The Israeli Ha'aretz daily meanwhile reported Sunday that Olmert is keen on getting the Palestinians to agree to a framework for a solution to the conflict before he leaves office.
According to the daily, the focus of Olmert's proposal is that negotiations over the future of Jerusalem - a potential deal-breaker - be held under an international umbrella, with 'governments and other international parties' able to contribute, but not impose, their views.
Israel has to date always rejected any international participation in debates over the future of Jerusalem, for example firmly ruling out proposals, from the original 1947 Palestine partition plan, that it become an international city.
Olmert also wants a five-year timetable for completing a deal on Jerusalem.
Abbas, however, has previously said that all core issues should be settled in the current talks, with none put off until later.

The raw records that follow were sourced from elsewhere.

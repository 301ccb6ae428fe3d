/// Angle of the vector from (x1,y1) to (x2,y2) in degrees, in -180..=180.
pub fn angle_degrees(x1: f32, y1: f32, x2: f32, y2: f32) -> f32 {
    (y2 - y1).atan2(x2 - x1).to_degrees()
}

pub fn distance(x1: f32, y1: f32, x2: f32, y2: f32) -> f32 {
    let dx = x1 - x2; let dy = y1 - y2;
    (dx*dx + dy*dy).sqrt()
}

/// Squared distance from (px,py) to segment (x1,y1)-(x2,y2), plus the clamped
/// parameter of the closest point.
pub fn seg_distance_sq(px: f32, py: f32, x1: f32, y1: f32, x2: f32, y2: f32) -> (f32, f32) {
    let vx = x2 - x1; let vy = y2 - y1;
    let wx = px - x1; let wy = py - y1;
    let vv = vx*vx + vy*vy;
    let t = if vv > 0.0 { ((wx*vx + wy*vy) / vv).clamp(0.0, 1.0) } else { 0.0 };
    let dx = px - (x1 + t * vx); let dy = py - (y1 + t * vy);
    (dx*dx + dy*dy, t)
}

Israel captured East Jerusalem in the 1967 Middle East War and incorporated it into the boundaries of West Jerusalem shortly afterwards, insisting that the entire, united, city was its eternal capital.
Palestinians, however, want East Jerusalem as the capital of their future state.
The issue is a highly charged one, since East Jerusalem includes within its parameters the Temple Mount/Haram al-Sharif compound in the Old City.
For Jews, the compound is built on the site of their Biblical temple, while Muslims believe it marks the spot from where the prophet Mohammed ascended to heaven.
The Ha'aretz report caused an almost immediate furore in Israel, with the leader of the ultra-Orthodox Shas party, one of Olmert's coalition partners, insisting the premier had neither the legal nor the public authority to make a deal with the Palestinians or to make a deal on Jerusalem, Judaism's holiest city.
'It is clear to everyone that Jerusalem's fate cannot be negotiated like it was a currency, and certainly not with international participation,' Eli Yishai said.
The Olmert-Abbas parley Sunday is expected to be the last between the two men before Olmert leaves office.
The Israeli premier, mired in corruption investigations, announced in July that he will step down once his Kadima party chooses a new leader and his successor forms a new government.
The Kadima primaries are scheduled to take place on September 17.